→ **PROMPT**
The response should consist of every line below, unchanged.

___ PROVIDED MATERIAL

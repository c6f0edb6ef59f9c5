#![allow(dead_code)]

use nurseprep_api::{config::Config, create_router, services::AppState};
use std::sync::Arc;
use tracing_subscriber::{layer::SubscriberExt, util::SubscriberInitExt};

#[tokio::main]
async fn main() {
    // Initialize OpenTelemetry tracer (optional, can be disabled)
    let _tracer = init_telemetry();

    // Initialize tracing with OpenTelemetry layer
    tracing_subscriber::registry()
        .with(
            tracing_subscriber::EnvFilter::try_from_default_env()
                .unwrap_or_else(|_| "nurseprep_api=debug,tower_http=debug".into()),
        )
        .with(tracing_subscriber::fmt::layer())
        .with(tracing_opentelemetry::layer())
        .init();

    tracing::info!("Starting NursePrep API");

    // Load configuration
    let config = Config::load().expect("Failed to load configuration");
    tracing::info!(
        "Configuration loaded for environment: {:?}",
        std::env::var("APP_ENV").unwrap_or_else(|_| "dev".to_string())
    );

    // Initialize database connections
    let mongo_client = mongodb::Client::with_uri_str(&config.mongo_uri)
        .await
        .expect("Failed to connect to MongoDB");
    tracing::info!("MongoDB connected");

    let redis_client =
        redis::Client::open(config.redis_uri.clone()).expect("Failed to create Redis client");

    // Build application state
    let app_state = Arc::new(
        AppState::new(config, mongo_client, redis_client)
            .await
            .expect("Failed to initialize application state"),
    );

    // Build router
    let app = create_router(app_state);

    // Start server
    let port = std::env::var("PORT").unwrap_or_else(|_| "8080".to_string());
    let listener = tokio::net::TcpListener::bind(format!("0.0.0.0:{}", port))
        .await
        .unwrap();

    tracing::info!("Server listening on {}", listener.local_addr().unwrap());

    axum::serve(
        listener,
        app.into_make_service_with_connect_info::<std::net::SocketAddr>(),
    )
    .await
    .unwrap();

    // Shutdown OpenTelemetry gracefully
    shutdown_telemetry();
}

fn init_telemetry() -> opentelemetry_sdk::trace::Tracer {
    use opentelemetry::trace::TracerProvider as _;
    use opentelemetry::KeyValue;
    use opentelemetry_otlp::WithExportConfig;
    use opentelemetry_sdk::trace::SdkTracerProvider;
    use opentelemetry_sdk::Resource;

    // Check if OTLP endpoint is configured
    let otlp_endpoint = std::env::var("OTEL_EXPORTER_OTLP_ENDPOINT")
        .unwrap_or_else(|_| "http://localhost:4318".to_string());

    tracing::info!(
        "Initializing OpenTelemetry with OTLP endpoint: {}",
        otlp_endpoint
    );

    // Configure OTLP exporter
    let exporter = opentelemetry_otlp::SpanExporter::builder()
        .with_http()
        .with_endpoint(otlp_endpoint)
        .build()
        .expect("Failed to create OTLP exporter");

    // Create resource with service information
    let resource = Resource::builder_empty()
        .with_service_name("nurseprep-api")
        .with_attributes(vec![KeyValue::new(
            "service.version",
            env!("CARGO_PKG_VERSION"),
        )])
        .build();

    // Create tracer provider
    let provider = SdkTracerProvider::builder()
        .with_batch_exporter(exporter)
        .with_resource(resource)
        .build();

    let tracer = provider.tracer("nurseprep-api");

    // Set global tracer provider
    opentelemetry::global::set_tracer_provider(provider);

    tracer
}

fn shutdown_telemetry() {
    tracing::info!("Shutting down OpenTelemetry");
    // In opentelemetry 0.31, shutdown is handled by dropping the provider
}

______

→ **ANSWER TO THE EXERCISE**
repository c6f0edb6ef59f9c5
#![allow(dead_code)]

use nurseprep_api::{config::Config, create_router, services::AppState};
use std::sync::Arc;
use tracing_subscriber::{layer::SubscriberExt, util::SubscriberInitExt};

#[tokio::main]
async fn main() {
    // Initialize OpenTelemetry tracer (optional, can be disabled)
    let _tracer = init_telemetry();

    // Initialize tracing with OpenTelemetry layer
    tracing_subscriber::registry()
        .with(
            tracing_subscriber::EnvFilter::try_from_default_env()
                .unwrap_or_else(|_| "nurseprep_api=debug,tower_http=debug".into()),
        )
        .with(tracing_subscriber::fmt::layer())
        .with(tracing_opentelemetry::layer())
        .init();

    tracing::info!("Starting NursePrep API");

    // Load configuration
    let config = Config::load().expect("Failed to load configuration");
    tracing::info!(
        "Configuration loaded for environment: {:?}",
        std::env::var("APP_ENV").unwrap_or_else(|_| "dev".to_string())
    );

    // Initialize database connections
    let mongo_client = mongodb::Client::with_uri_str(&config.mongo_uri)
        .await
        .expect("Failed to connect to MongoDB");
    tracing::info!("MongoDB connected");

    let redis_client =
        redis::Client::open(config.redis_uri.clone()).expect("Failed to create Redis client");

    // Build application state
    let app_state = Arc::new(
        AppState::new(config, mongo_client, redis_client)
            .await
            .expect("Failed to initialize application state"),
    );

    // Build router
    let app = create_router(app_state);

    // Start server
    let port = std::env::var("PORT").unwrap_or_else(|_| "8080".to_string());
    let listener = tokio::net::TcpListener::bind(format!("0.0.0.0:{}", port))
        .await
        .unwrap();

    tracing::info!("Server listening on {}", listener.local_addr().unwrap());

    axum::serve(
        listener,
        app.into_make_service_with_connect_info::<std::net::SocketAddr>(),
    )
    .await
    .unwrap();

    // Shutdown OpenTelemetry gracefully
    shutdown_telemetry();
}

fn init_telemetry() -> opentelemetry_sdk::trace::Tracer {
    use opentelemetry::trace::TracerProvider as _;
    use opentelemetry::KeyValue;
    use opentelemetry_otlp::WithExportConfig;
    use opentelemetry_sdk::trace::SdkTracerProvider;
    use opentelemetry_sdk::Resource;

    // Check if OTLP endpoint is configured
    let otlp_endpoint = std::env::var("OTEL_EXPORTER_OTLP_ENDPOINT")
        .unwrap_or_else(|_| "http://localhost:4318".to_string());

    tracing::info!(
        "Initializing OpenTelemetry with OTLP endpoint: {}",
        otlp_endpoint
    );

    // Configure OTLP exporter
    let exporter = opentelemetry_otlp::SpanExporter::builder()
        .with_http()
        .with_endpoint(otlp_endpoint)
        .build()
        .expect("Failed to create OTLP exporter");

    // Create resource with service information
    let resource = Resource::builder_empty()
        .with_service_name("nurseprep-api")
        .with_attributes(vec![KeyValue::new(
            "service.version",
            env!("CARGO_PKG_VERSION"),
        )])
        .build();

    // Create tracer provider
    let provider = SdkTracerProvider::builder()
        .with_batch_exporter(exporter)
        .with_resource(resource)
        .build();

    let tracer = provider.tracer("nurseprep-api");

    // Set global tracer provider
    opentelemetry::global::set_tracer_provider(provider);

    tracer
}

fn shutdown_telemetry() {
    tracing::info!("Shutting down OpenTelemetry");
    // In opentelemetry 0.31, shutdown is handled by dropping the provider
}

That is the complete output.